Et de rappeler que, de 2008 à 2015, on a dénombré au Honduras 48 000 morts violentes. Un chiffre propre à une confrontation armée de l’ampleur vécue aujourd’hui en Syrie, avec la différence que là-bas on sait qui se trouve dans chaque camp. «Alors que, dans mon pays, la violence peut venir d’en haut, d’en bas, de chaque côté, dans un affrontement de tous contre tous.»
Avec la circonstance aggravante, souligne M. Ulloa, que la corruption est énorme, l’impunité encore pire, et qu’il existe des niveaux de criminalité exorbitants, ainsi qu’un système judiciaire inefficace, coopté par le gouvernement dans un pays où la vie ne vaut rien.
Selon le Bureau des Nations Unies contre la drogue et la délinquance (UNODC), le taux d’homicides pour 100 000 habitants est passé de 50,9 en l’an 2000 à 90,4 en 2012. En 2013, affirme le rapport de la CIDH, le taux des homicides y a été le plus élevé à l’échelle mondiale. Malgré les améliorations présentées par les chiffres officiels, ce taux «continue d’être l’un des plus élevés de la région et du monde», souligne la Commission, qui publie les chiffres officiels de 4266 homicides en 2015 (jusqu’au 31 octobre de cette année), à peine un peu moins qu’un an auparavant.
Violence institutionnalisée
Après le coup d’État contre le président Manuel Zelaya, le 28 juin 2009, le premier effectué selon une modalité «parlementaire et institutionnelle», propre à la nouvelle étape politique latino-américaine, la situation générale n’a cessé de se dégrader, souligne le pasteur Rigoberto Ulloa.

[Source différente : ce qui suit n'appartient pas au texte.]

use std::{path::PathBuf, time::Duration};

use clap::Parser;
use storyreel::{Quality, RunConfig, RunReport};

/// Fuse numbered images/clips and one narration track into a duration-exact video.
#[derive(Parser, Debug)]
#[command(name = "storyreel", version)]
struct Cli {
    /// Working directory containing `images/` and `audio.mp3`.
    work_dir: PathBuf,

    /// Output MP4 path (default: `<work_dir>/video.mp4`).
    #[arg(long)]
    out: Option<PathBuf>,

    /// Fade duration in seconds (clamped to 40% of the shortest slot).
    #[arg(long, default_value_t = 0.5)]
    fade: f64,

    /// Fixed duration of the first slot in seconds.
    #[arg(long, default_value_t = 0.0)]
    intro_hold: f64,

    /// Fixed duration of the last slot in seconds.
    #[arg(long, default_value_t = 0.0)]
    outro_hold: f64,

    /// Alternate zoom-in/zoom-out on still images.
    #[arg(long, default_value_t = false)]
    motion: bool,

    /// Encoder quality preset.
    #[arg(long, value_enum, default_value_t = Quality::Medium)]
    quality: Quality,

    /// Render worker threads (default: available parallelism).
    #[arg(long)]
    threads: Option<usize>,

    /// Per-invocation ffmpeg/ffprobe timeout in seconds.
    #[arg(long, default_value_t = 600)]
    tool_timeout: u64,

    /// Fail instead of falling back to 1280x720 when no asset can be probed.
    #[arg(long, default_value_t = false)]
    strict_canvas: bool,

    /// ffmpeg binary.
    #[arg(long, default_value = "ffmpeg")]
    ffmpeg: PathBuf,

    /// ffprobe binary.
    #[arg(long, default_value = "ffprobe")]
    ffprobe: PathBuf,

    /// Write the duration-reconciliation report as JSON.
    #[arg(long)]
    report: Option<PathBuf>,

    /// Debug-level logging (overridden by `RUST_LOG`).
    #[arg(long, short, default_value_t = false)]
    verbose: bool,
}

impl Cli {
    fn to_config(&self) -> RunConfig {
        let mut config = RunConfig::new(&self.work_dir);
        config.output = self.out.clone();
        config.fade_sec = self.fade;
        config.intro_hold_sec = self.intro_hold;
        config.outro_hold_sec = self.outro_hold;
        config.motion = self.motion;
        config.quality = self.quality;
        config.threads = self.threads;
        config.tool_timeout = Duration::from_secs(self.tool_timeout);
        config.strict_canvas = self.strict_canvas;
        config.ffmpeg = self.ffmpeg.clone();
        config.ffprobe = self.ffprobe.clone();
        config
    }
}

fn init_tracing(verbose: bool) {
    let default = if verbose { "debug" } else { "info" };
    let filter = tracing_subscriber::EnvFilter::try_from_default_env()
        .unwrap_or_else(|_| tracing_subscriber::EnvFilter::new(default));
    tracing_subscriber::fmt()
        .with_env_filter(filter)
        .with_writer(std::io::stderr)
        .with_target(false)
        .init();
}

fn print_summary(report: &RunReport) {
    eprintln!(
        "wrote {} ({} slots, canvas {})",
        report.output.display(),
        report.slots.len(),
        report.canvas
    );
    eprintln!(
        "expected {:.2}s, allocated {:.2}s, rendered {:.2}s, final {:.2}s (delta {:+.2}s)",
        report.audio_duration,
        report.allocated_total,
        report.rendered_total,
        report.final_duration,
        report.delta
    );
    if !report.mismatches.is_empty() {
        eprintln!("{} duration warning(s):", report.mismatches.len());
        for m in &report.mismatches {
            eprintln!(
                "  {}: expected {:.2}s, got {:.2}s",
                m.subject, m.expected, m.actual
            );
        }
    }
}

fn main() -> anyhow::Result<()> {
    let cli = Cli::parse();
    init_tracing(cli.verbose);

    let config = cli.to_config();
    let report = match storyreel::run(&config) {
        Ok(report) => report,
        Err(err) => {
            eprintln!("storyreel: {} stage failed", err.stage_label());
            return Err(err.into());
        }
    };

    print_summary(&report);
    if let Some(path) = &cli.report {
        report.write_json(path)?;
        eprintln!("wrote report {}", path.display());
    }
    Ok(())
}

La violence institutionnalisée – avec des expressions économiques, sociales, délinquantes (le narcotrafic) et même religieuses – constitue la principale préoccupation citoyenne, relève-t-il. A la base, essentiellement, «la mauvaise distribution de la richesse, selon un modèle qui génère quotidiennement plus de pauvres et concentre le pouvoir en quelques mains».
L’effet le plus visible, quotidiennement, de cette étape post-coup d’État est «la militarisation totale de la société, avec une forte présence de l’armée dans des tâches de sécurité citoyenne, avec la création continue de nouveaux bataillons et la croissance des forces armées. Tout cela dans un pays très problématique au niveau géopolitique, vu que c’est le seul en Amérique latine à abriter six bases militaires étasuniennes.»
Ce coup d’État, ajoute M. Ulloa, fut une sorte de laboratoire, qui servira plus tard au Paraguay contre le président légitime Fernand Lugo et récemment au Brésil contre Dilma Rousseff.
Pour le pasteur, «tant qu’il n’y aura pas de justice, la corruption et l’impunité seront reines. Sans rectification de fond, on court même le risque d’un scénario de guerre civile généralisée. Pour le moment, les perspectives sont pénibles. En langage médical, je dirais que mon pays est malade, avec un pronostic réservé.»
Cela n’implique pas de renoncer aux idéaux d’un véritable changement. Tant les défenseurs des droits humains que le peuple en général ne doivent pas tomber dans le désespoir et la peur, ce que recherche le pouvoir en place.
Il est aussi essentiel que la communauté internationale redouble d’énergie pour exiger des changements. Il faut s’adresser directement au gouvernement hondurien, comme aux gouvernements de chaque pays, spécialement en Suisse, en Europe, pour que ceux-ci fassent pression à leur tour sur les autorités honduriennes.
Quant à la solidarité internationale, elle est fondamentale: «Il faut qu’elle vienne, voie sur le terrain ce que nous souffrons au Honduras, qu’elle informe, sensibilise et soit le témoin fidèle de l’exigence d’une nation, qui réclame le respect des droits humains, ainsi que plus de justice et d’équité», conclut le pasteur Ulloa.